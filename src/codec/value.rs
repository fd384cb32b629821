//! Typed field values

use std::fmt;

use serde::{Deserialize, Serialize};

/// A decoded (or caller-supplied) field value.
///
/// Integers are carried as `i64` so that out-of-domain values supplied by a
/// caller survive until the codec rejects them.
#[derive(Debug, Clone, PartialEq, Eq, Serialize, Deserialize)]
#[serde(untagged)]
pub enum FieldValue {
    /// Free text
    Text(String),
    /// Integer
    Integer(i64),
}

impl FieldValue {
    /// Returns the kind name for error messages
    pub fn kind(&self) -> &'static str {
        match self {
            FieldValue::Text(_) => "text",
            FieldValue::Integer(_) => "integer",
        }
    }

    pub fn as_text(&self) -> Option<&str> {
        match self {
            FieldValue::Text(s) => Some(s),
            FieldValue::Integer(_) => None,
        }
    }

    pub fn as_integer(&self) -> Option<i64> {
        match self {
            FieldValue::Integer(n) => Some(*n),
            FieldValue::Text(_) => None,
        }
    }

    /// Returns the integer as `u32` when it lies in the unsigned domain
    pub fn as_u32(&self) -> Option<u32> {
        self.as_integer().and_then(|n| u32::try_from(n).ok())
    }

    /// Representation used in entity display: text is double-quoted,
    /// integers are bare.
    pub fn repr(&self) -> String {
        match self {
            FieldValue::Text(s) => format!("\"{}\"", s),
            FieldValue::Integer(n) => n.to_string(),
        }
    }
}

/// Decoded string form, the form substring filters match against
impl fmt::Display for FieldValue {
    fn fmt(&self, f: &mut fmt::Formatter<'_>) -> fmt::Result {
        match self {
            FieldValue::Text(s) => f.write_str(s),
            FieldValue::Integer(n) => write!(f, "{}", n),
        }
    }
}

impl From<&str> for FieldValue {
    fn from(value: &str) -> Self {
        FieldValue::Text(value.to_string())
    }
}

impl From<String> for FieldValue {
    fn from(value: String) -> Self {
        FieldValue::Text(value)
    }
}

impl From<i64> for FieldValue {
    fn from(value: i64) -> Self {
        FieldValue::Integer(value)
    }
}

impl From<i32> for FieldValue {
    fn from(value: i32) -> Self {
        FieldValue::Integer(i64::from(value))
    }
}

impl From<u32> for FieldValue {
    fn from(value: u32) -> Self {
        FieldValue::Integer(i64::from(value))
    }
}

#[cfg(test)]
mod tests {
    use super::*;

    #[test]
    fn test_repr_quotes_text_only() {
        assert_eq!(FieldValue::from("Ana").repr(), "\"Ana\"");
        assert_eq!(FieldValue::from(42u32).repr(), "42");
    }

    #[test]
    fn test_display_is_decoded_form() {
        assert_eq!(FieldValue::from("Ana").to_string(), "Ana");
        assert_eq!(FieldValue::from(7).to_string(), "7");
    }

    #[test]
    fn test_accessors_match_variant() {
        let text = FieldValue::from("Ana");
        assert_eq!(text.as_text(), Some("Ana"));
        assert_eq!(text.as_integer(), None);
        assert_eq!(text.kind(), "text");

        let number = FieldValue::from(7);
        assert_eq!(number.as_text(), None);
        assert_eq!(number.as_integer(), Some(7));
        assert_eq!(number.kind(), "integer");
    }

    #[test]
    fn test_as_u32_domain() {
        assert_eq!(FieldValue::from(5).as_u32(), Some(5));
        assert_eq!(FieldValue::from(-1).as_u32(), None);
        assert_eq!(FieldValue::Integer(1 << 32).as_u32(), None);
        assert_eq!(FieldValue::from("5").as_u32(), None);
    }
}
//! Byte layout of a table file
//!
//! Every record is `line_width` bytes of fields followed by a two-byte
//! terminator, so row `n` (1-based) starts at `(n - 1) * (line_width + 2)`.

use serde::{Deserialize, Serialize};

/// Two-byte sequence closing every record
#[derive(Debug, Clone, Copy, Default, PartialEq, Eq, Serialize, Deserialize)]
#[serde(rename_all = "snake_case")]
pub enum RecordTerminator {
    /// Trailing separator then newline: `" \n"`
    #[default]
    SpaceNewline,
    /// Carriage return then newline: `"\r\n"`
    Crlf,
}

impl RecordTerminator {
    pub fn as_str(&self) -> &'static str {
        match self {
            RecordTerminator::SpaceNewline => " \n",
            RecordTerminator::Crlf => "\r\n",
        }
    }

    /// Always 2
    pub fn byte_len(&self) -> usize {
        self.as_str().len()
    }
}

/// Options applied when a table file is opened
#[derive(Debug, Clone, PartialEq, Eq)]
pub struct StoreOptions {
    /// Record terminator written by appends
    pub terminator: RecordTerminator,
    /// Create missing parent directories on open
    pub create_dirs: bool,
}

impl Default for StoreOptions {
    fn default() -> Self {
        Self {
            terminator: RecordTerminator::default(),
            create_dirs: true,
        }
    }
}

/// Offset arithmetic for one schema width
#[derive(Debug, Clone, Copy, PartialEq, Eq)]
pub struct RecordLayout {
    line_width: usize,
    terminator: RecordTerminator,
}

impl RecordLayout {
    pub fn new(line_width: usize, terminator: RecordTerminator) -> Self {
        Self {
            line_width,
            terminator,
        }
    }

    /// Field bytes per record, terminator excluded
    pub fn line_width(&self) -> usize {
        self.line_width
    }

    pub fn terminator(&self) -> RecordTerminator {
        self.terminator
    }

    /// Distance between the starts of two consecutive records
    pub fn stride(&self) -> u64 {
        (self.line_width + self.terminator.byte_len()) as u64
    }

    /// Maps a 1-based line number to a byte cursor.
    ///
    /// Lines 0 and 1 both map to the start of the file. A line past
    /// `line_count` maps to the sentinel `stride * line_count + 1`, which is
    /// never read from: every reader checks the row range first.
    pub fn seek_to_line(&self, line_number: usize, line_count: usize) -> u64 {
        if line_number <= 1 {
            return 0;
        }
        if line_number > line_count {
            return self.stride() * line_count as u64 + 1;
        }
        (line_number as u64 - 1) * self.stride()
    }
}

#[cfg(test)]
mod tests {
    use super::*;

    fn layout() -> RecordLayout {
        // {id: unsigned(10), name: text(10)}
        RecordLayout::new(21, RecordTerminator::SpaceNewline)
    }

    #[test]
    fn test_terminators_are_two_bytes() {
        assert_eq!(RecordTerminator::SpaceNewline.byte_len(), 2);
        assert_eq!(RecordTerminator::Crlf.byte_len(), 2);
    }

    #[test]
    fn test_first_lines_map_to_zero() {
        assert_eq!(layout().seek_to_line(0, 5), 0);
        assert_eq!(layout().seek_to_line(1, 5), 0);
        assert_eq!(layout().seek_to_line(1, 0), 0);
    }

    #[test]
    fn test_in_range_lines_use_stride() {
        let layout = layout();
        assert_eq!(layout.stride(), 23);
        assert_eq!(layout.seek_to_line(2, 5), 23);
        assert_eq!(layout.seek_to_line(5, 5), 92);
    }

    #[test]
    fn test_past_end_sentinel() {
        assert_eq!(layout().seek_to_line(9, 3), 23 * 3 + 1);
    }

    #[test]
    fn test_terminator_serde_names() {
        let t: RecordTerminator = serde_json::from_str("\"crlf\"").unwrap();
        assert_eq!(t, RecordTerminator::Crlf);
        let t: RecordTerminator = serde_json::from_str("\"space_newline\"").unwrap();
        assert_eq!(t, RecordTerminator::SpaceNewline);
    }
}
━━━━━━━━━━━━━━━━
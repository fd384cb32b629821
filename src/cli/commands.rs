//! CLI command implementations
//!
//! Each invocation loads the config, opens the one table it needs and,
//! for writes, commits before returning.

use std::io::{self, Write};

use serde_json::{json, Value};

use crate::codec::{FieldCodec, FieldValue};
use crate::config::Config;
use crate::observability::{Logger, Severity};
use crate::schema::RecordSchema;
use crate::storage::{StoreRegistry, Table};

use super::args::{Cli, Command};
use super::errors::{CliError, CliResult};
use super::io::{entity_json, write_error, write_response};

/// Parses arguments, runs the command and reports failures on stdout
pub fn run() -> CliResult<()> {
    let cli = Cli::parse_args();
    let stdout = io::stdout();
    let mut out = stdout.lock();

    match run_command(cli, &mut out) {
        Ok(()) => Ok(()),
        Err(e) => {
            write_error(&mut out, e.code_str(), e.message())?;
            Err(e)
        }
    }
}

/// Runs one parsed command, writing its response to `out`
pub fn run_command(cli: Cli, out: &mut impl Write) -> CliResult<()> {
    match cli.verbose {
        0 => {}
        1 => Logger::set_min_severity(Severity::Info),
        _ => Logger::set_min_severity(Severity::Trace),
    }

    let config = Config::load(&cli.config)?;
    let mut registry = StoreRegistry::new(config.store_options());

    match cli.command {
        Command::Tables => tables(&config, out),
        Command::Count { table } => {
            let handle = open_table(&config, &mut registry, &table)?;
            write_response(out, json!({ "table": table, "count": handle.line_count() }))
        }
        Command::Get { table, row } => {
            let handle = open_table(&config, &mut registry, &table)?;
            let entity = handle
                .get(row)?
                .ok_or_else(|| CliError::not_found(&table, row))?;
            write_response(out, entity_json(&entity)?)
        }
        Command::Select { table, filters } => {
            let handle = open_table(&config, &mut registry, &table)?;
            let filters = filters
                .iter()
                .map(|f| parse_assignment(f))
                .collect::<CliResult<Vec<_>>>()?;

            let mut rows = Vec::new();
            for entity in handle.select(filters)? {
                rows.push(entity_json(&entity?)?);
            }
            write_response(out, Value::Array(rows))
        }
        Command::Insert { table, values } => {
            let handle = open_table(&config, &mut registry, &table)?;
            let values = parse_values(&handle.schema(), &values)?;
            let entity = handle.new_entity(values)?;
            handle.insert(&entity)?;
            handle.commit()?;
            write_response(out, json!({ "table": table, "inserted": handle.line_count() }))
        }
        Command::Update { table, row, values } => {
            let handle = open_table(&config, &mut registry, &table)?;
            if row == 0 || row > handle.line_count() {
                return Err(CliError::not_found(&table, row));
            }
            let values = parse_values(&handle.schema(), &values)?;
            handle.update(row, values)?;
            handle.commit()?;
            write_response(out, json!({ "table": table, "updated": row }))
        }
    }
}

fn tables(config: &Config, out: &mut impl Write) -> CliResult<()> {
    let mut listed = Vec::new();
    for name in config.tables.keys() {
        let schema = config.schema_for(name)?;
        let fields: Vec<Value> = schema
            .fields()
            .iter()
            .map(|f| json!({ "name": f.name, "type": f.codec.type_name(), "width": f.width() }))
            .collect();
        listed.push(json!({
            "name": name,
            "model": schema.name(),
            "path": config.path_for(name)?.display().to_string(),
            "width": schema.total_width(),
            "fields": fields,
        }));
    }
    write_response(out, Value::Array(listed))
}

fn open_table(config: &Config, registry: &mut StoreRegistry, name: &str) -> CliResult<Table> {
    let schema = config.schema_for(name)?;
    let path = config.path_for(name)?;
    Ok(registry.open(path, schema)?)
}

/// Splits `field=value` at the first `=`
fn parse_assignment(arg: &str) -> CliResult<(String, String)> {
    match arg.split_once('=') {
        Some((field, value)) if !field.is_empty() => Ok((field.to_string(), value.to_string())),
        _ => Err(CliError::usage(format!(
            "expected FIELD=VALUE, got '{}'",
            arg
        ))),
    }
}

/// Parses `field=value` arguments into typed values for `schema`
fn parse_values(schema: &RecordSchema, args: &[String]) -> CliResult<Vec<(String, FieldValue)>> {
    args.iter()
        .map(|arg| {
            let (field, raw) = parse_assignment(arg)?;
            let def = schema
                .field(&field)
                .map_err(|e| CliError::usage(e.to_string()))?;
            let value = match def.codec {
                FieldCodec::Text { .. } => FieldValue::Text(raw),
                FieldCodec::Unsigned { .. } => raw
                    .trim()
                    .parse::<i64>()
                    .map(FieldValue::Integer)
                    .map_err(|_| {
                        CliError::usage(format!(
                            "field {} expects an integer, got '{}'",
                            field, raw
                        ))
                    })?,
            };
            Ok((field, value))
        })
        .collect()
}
━━━━━━━━━━━━━━━━
§ **Problem description**
The line above containing "Trailing separator then", the line containing "if line_number >", and every line between them are to be transcribed exactly; no other line is wanted.

§ **Solved exercise**
    /// Trailing separator then newline: `" \n"`
    #[default]
    SpaceNewline,
    /// Carriage return then newline: `"\r\n"`
    Crlf,
}

impl RecordTerminator {
    pub fn as_str(&self) -> &'static str {
        match self {
            RecordTerminator::SpaceNewline => " \n",
            RecordTerminator::Crlf => "\r\n",
        }
    }

    /// Always 2
    pub fn byte_len(&self) -> usize {
        self.as_str().len()
    }
}

/// Options applied when a table file is opened
#[derive(Debug, Clone, PartialEq, Eq)]
pub struct StoreOptions {
    /// Record terminator written by appends
    pub terminator: RecordTerminator,
    /// Create missing parent directories on open
    pub create_dirs: bool,
}

impl Default for StoreOptions {
    fn default() -> Self {
        Self {
            terminator: RecordTerminator::default(),
            create_dirs: true,
        }
    }
}

/// Offset arithmetic for one schema width
#[derive(Debug, Clone, Copy, PartialEq, Eq)]
pub struct RecordLayout {
    line_width: usize,
    terminator: RecordTerminator,
}

impl RecordLayout {
    pub fn new(line_width: usize, terminator: RecordTerminator) -> Self {
        Self {
            line_width,
            terminator,
        }
    }

    /// Field bytes per record, terminator excluded
    pub fn line_width(&self) -> usize {
        self.line_width
    }

    pub fn terminator(&self) -> RecordTerminator {
        self.terminator
    }

    /// Distance between the starts of two consecutive records
    pub fn stride(&self) -> u64 {
        (self.line_width + self.terminator.byte_len()) as u64
    }

    /// Maps a 1-based line number to a byte cursor.
    ///
    /// Lines 0 and 1 both map to the start of the file. A line past
    /// `line_count` maps to the sentinel `stride * line_count + 1`, which is
    /// never read from: every reader checks the row range first.
    pub fn seek_to_line(&self, line_number: usize, line_count: usize) -> u64 {
        if line_number <= 1 {
            return 0;
        }
        if line_number > line_count {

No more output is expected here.